All of the changes taking place in the business intelligence space make it difficult to pinpoint exactly where it is going. Forrester recently looked into the question and found that the relationship between users of business intelligence applications and the IT departments that are providing business intelligence tools is being turned upside down.
This is Only the Beginning
The Future Of BI argues that with companies like IBM investing billions in emerging technologies and the emergence of big data, we are only beginning to see the impact of the business intelligence market.
Users are demanding more control over business intelligence applications to find meaning in big data, taking the exclusive control control of the applications away from the IT department.
In addition,Forrester notes increasing levels of interest in and adoption of BI platforms, applications and processes, withrecent research showing that a large number of enterprises have concrete plans to implement or expand their use of BI software within the next 24 months.
Despite this, the report mentions anecdotal evidence that less than 30% of current information workers use business intelligence solutions, with that figure dropping to 10% in some circumstances.
Information workers are looking for business information tools that enable them to work how and where they need and want. Traditional business intelligence environments don’t empower them to do so. This is for two reasons:
- IT departments generally feature centralized planning, insist on standards and a single way of doing things that doesn’t leave much room for agility and flexibility.
- IT departments can barely see beyond single end-to end platforms that are rigid and inflexible instead of using the “best-tool-for-the-job" philosophy.
The result is that many business intelligence tools are not agile enough and have not kept pace with the increasingly rigid regulatory environment they are working in.
As a result of these changes, IT is being forced to give up some control over BI in favor of working more closely with business users.Ten different trends have emerged as a result:
Ten Emerging BI Trends
1. BI Tools Over Standards
The rapidly changing business environment will force business intelligence technologies to adopt and IT departments to dispel with a single enterprise standard. As a result, they will start adopting more agile technologies, such as those that are based on flexible in-memory models, in conjunction with enterprise-wide standards.
2. Multiple BI Tools
While many enterprises have been using multiple business intelligence tools for quite some time, multiple business intelligence tool technology use will become an enterprise standard in the future. This is based on the view that no one single vendor can provide all the answers to business intelligence needs.
3. Business User Control
Business users will be looking for more control of the business intelligence environment.The current trend of IT departments trying to keep up with business user requests will end as users get tired of waiting for requests to be fulfilled. The result is end user self-service features like semantic layers and search capabilities.
Learning Opportunities
4. End User Self-Service
Tools that provide self-service to business users will become popular as they enable business intelligence users to carry-out most of their required functions themselves. The challenge here will be to balance the right amount of control over business intelligence while allowing the flexibility of autonomy. The best solutions will be those that can combine the two elements.
5. Mobile is Essential
At one point in the not too distant past mobility was something beneficial but not essential.However, it has proved its ROI and is no longer an option to overlook. Over the course of the coming year it will become the norm where it is not already so. Features like multiple visual query methods, leverage of GPS signals for geolocation and geospatial analytics will be among the features that will also become standard.
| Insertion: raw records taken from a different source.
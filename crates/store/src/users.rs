use std::sync::Arc;

use anyhow::Result;
use chrono::{DateTime, Utc};
use redb::{Database, ReadableTable};
use serde::{Deserialize, Serialize};
use uuid::Uuid;

use crate::{StoreError, USERNAMES_TABLE, USERS_TABLE};

/// An account.  Never modified after signup.
#[derive(Debug, Clone, PartialEq, Eq, Serialize, Deserialize)]
pub struct User {
    pub id: String,
    pub username: String,
    /// PHC-format password hash; the plain password is never stored.
    pub password_hash: String,
    pub created_at: DateTime<Utc>,
}

#[derive(Clone)]
pub struct UserStore {
    db: Arc<Database>,
}

impl UserStore {
    pub(crate) fn new(db: Arc<Database>) -> Self {
        Self { db }
    }

    /// Insert a new user with a fresh id.  Fails with
    /// [`StoreError::UsernameTaken`] when the username is in use; the check and
    /// the insert share one write transaction.
    pub fn create(&self, username: &str, password_hash: &str) -> Result<User> {
        let user = User {
            id: Uuid::new_v4().to_string(),
            username: username.to_string(),
            password_hash: password_hash.to_string(),
            created_at: Utc::now(),
        };
        let bytes = serde_json::to_vec(&user)?;

        let tx = self.db.begin_write()?;
        {
            let mut names = tx.open_table(USERNAMES_TABLE)?;
            if names.get(username)?.is_some() {
                return Err(StoreError::UsernameTaken(username.to_string()).into());
            }
            names.insert(username, user.id.as_str())?;

            let mut users = tx.open_table(USERS_TABLE)?;
            users.insert(user.id.as_str(), bytes.as_slice())?;
        }
        tx.commit()?;

        tracing::info!(user_id = %user.id, "user created");
        Ok(user)
    }

    pub fn get(&self, id: &str) -> Result<Option<User>> {
        let tx = self.db.begin_read()?;
        let users = tx.open_table(USERS_TABLE)?;
        match users.get(id)? {
            None => Ok(None),
            Some(value) => Ok(Some(serde_json::from_slice(value.value())?)),
        }
    }

    pub fn find_by_username(&self, username: &str) -> Result<Option<User>> {
        let id = {
            let tx = self.db.begin_read()?;
            let names = tx.open_table(USERNAMES_TABLE)?;
            match names.get(username)? {
                None => return Ok(None),
                Some(value) => value.value().to_string(),
            }
        };
        self.get(&id)
    }
}

#[cfg(test)]
mod tests {
    use tempfile::TempDir;

    use crate::{Store, StoreError};

    fn store_in(dir: &TempDir) -> Store {
        Store::open(dir.path().join("db").join("mindful.redb")).unwrap()
    }

    #[test]
    fn create_then_lookup_by_name_and_id() {
        let dir = TempDir::new().unwrap();
        let users = store_in(&dir).users();

        let alice = users.create("alice", "$argon2id$fake").unwrap();
        assert_eq!(alice.username, "alice");
        assert!(uuid::Uuid::parse_str(&alice.id).is_ok());

        assert_eq!(users.find_by_username("alice").unwrap(), Some(alice.clone()));
        assert_eq!(users.get(&alice.id).unwrap(), Some(alice));
    }

    #[test]
    fn duplicate_username_is_rejected() {
        let dir = TempDir::new().unwrap();
        let users = store_in(&dir).users();
        users.create("alice", "h1").unwrap();

        let err = users.create("alice", "h2").unwrap_err();
        assert_eq!(
            err.downcast_ref::<StoreError>(),
            Some(&StoreError::UsernameTaken("alice".to_string()))
        );
        // The first account is untouched.
        assert_eq!(
            users.find_by_username("alice").unwrap().unwrap().password_hash,
            "h1"
        );
    }

    #[test]
    fn unknown_lookups_are_none() {
        let dir = TempDir::new().unwrap();
        let users = store_in(&dir).users();
        assert!(users.find_by_username("ghost").unwrap().is_none());
        assert!(users.get("no-such-id").unwrap().is_none());
    }

    #[test]
    fn users_survive_reopen() {
        let dir = TempDir::new().unwrap();
        let id = store_in(&dir).users().create("carol", "h").unwrap().id;
        let reopened = store_in(&dir);
        assert_eq!(reopened.users().get(&id).unwrap().unwrap().username, "carol");
    }
}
6 Cloud Business Intelligence
While cloud BI solutions are still relatively immature, they will slowly chip away at on-premise implementations even though heavy integration and customization of enterprise applications is not going away anytime soon. BI cloud investment won’t happen immediately but will happen in an expanding market over coming years as enterprises look to increase the use of business intelligence at lower costs.
7. BI-specific DBMS
BI-specific DBMS (DataBase Management System) architected specifically for business intelligence will gain in popularity as the demand for agile business intelligence grows. While there is still relatively low adoption rates compared with traditional databases, this won’t last and Forrester is predicting that they will become mainstream this year.
8. Big Data
Big data initiatives will be seen right across the enterprise as it become more and more affordable to provide intelligence. It will change the data governance landscape and IT delivery as it becomes clear that business intelligence needs more than one approach. IT departments will start taking data initiatives more seriously this year, which will see it moving out of specific silos for content.
9. Data Exploration
As workers need to work with more information and as results derived from that information come into play, information workers will demand the ability to explore data without perceived notions or models. Solutions that support this kind of model-free exploration will become a standard of business intelligence suites.
10. Information Workplace
The Information Workplace brings together several technologies that enable information workers access to the information they need. They will drive efficiencies. BI users will start demanding, and vendors will start delivering, BI tools integrated with all parts of the IW -- such as email, search, portals, collaboration platforms and social communities -- rather than just Excel.